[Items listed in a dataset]
━━━━━━

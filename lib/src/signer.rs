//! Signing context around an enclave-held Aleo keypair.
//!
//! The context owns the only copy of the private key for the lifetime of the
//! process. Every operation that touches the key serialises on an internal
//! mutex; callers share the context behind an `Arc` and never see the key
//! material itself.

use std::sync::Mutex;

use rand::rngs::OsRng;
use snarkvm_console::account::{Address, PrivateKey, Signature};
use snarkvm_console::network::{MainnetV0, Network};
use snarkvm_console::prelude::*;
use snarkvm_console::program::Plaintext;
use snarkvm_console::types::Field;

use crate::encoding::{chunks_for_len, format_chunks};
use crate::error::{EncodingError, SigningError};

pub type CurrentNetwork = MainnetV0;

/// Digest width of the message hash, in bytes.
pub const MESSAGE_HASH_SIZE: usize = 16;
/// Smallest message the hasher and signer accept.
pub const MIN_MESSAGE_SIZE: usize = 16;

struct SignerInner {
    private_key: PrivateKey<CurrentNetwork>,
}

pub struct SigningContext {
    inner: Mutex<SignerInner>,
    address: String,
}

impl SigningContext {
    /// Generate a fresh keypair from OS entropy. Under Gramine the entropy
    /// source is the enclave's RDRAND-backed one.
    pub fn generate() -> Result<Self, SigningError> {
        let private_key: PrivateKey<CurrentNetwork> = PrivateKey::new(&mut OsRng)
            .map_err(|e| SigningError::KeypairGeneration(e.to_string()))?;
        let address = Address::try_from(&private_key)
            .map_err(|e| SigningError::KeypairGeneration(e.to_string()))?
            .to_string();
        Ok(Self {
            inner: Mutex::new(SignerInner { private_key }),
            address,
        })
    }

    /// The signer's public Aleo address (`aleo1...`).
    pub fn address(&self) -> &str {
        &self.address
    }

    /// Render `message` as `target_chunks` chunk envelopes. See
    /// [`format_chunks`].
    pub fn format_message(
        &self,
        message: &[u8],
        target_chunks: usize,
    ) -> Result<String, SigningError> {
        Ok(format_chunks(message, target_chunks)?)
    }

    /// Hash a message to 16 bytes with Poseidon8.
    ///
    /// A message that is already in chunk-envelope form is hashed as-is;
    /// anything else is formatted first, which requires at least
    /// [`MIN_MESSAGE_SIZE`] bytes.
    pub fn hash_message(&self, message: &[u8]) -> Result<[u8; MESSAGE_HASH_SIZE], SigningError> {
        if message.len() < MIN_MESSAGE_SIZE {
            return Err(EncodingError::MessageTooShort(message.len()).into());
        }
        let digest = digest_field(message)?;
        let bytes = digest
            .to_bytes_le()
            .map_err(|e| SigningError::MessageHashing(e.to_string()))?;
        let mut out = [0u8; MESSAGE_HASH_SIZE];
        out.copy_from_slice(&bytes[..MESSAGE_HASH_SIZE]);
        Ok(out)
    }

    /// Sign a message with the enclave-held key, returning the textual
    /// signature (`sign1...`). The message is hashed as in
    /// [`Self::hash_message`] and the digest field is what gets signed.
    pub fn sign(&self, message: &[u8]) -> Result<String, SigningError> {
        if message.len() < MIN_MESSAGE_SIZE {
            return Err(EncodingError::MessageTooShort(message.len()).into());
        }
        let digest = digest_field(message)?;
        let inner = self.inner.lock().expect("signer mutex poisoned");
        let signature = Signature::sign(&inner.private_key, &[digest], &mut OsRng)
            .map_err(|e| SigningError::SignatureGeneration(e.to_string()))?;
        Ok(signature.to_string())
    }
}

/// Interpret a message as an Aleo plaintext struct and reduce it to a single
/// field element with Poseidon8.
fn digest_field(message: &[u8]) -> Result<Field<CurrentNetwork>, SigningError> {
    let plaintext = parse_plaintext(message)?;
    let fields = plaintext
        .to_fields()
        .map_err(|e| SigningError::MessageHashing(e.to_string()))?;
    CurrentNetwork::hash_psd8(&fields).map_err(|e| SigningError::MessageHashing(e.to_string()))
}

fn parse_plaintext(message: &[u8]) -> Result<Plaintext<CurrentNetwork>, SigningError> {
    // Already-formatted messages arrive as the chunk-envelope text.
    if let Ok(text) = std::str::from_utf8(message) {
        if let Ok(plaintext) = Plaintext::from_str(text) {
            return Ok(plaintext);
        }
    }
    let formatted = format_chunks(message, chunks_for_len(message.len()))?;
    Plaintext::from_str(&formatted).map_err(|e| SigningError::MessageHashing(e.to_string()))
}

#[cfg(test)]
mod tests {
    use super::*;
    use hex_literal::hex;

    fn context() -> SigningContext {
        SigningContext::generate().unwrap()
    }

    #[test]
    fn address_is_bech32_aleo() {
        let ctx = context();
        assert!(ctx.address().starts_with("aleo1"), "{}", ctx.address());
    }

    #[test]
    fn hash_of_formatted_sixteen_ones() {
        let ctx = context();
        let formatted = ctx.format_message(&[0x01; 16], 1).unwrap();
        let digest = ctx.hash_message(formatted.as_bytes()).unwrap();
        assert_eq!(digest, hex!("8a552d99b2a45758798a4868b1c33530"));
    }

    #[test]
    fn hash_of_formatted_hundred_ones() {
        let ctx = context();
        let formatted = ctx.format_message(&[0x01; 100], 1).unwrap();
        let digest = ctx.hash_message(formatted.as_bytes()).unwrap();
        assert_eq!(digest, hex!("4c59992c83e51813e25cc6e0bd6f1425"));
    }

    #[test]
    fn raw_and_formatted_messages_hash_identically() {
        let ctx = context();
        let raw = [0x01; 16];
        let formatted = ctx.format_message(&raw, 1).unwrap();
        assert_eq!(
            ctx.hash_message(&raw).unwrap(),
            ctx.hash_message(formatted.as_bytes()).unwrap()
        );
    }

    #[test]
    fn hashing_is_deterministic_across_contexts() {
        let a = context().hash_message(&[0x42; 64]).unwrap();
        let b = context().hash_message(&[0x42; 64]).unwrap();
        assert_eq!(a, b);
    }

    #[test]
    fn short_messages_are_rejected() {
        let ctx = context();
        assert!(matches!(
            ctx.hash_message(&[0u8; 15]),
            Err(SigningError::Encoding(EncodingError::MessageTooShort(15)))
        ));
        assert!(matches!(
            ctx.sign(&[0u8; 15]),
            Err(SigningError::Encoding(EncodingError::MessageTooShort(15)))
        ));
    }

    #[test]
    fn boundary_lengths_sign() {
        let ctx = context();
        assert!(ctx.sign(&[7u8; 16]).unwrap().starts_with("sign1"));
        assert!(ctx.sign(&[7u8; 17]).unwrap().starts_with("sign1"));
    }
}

━━━━━━

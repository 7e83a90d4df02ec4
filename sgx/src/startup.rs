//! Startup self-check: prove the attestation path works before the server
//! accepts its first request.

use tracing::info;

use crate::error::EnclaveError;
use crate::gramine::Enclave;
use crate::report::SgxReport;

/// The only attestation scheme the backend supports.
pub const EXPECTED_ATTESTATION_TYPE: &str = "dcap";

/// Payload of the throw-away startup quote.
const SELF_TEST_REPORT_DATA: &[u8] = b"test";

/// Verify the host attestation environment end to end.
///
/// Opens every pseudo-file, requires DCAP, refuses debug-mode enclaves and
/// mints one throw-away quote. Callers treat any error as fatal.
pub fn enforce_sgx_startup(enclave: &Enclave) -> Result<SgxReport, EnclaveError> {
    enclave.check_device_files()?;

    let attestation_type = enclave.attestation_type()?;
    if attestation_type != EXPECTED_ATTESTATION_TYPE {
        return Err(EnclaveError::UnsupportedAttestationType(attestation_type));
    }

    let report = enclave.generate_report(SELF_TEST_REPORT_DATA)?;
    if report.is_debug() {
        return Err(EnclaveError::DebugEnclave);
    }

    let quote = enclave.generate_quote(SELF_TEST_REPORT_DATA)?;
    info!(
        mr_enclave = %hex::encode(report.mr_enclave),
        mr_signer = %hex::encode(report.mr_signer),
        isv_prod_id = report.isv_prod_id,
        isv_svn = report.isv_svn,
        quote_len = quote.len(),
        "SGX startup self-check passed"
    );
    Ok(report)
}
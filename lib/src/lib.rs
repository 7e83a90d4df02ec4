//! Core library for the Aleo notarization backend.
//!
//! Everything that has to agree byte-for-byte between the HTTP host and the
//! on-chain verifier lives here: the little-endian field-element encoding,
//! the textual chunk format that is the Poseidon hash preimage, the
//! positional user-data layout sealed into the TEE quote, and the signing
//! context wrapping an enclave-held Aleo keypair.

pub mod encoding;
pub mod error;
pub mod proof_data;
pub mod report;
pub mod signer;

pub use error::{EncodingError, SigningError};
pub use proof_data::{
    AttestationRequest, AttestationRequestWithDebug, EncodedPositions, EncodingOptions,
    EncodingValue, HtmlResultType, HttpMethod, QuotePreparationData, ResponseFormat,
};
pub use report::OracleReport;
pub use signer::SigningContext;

━━━━━━

WHAT YOU SHOULD DO: What the answer needs is every line from the data above with "CurrentNetwork" in it.

ANSWER BELOW:
pub type CurrentNetwork = MainnetV0;
    private_key: PrivateKey<CurrentNetwork>,
        let private_key: PrivateKey<CurrentNetwork> = PrivateKey::new(&mut OsRng)
fn digest_field(message: &[u8]) -> Result<Field<CurrentNetwork>, SigningError> {
    CurrentNetwork::hash_psd8(&fields).map_err(|e| SigningError::MessageHashing(e.to_string()))
fn parse_plaintext(message: &[u8]) -> Result<Plaintext<CurrentNetwork>, SigningError> {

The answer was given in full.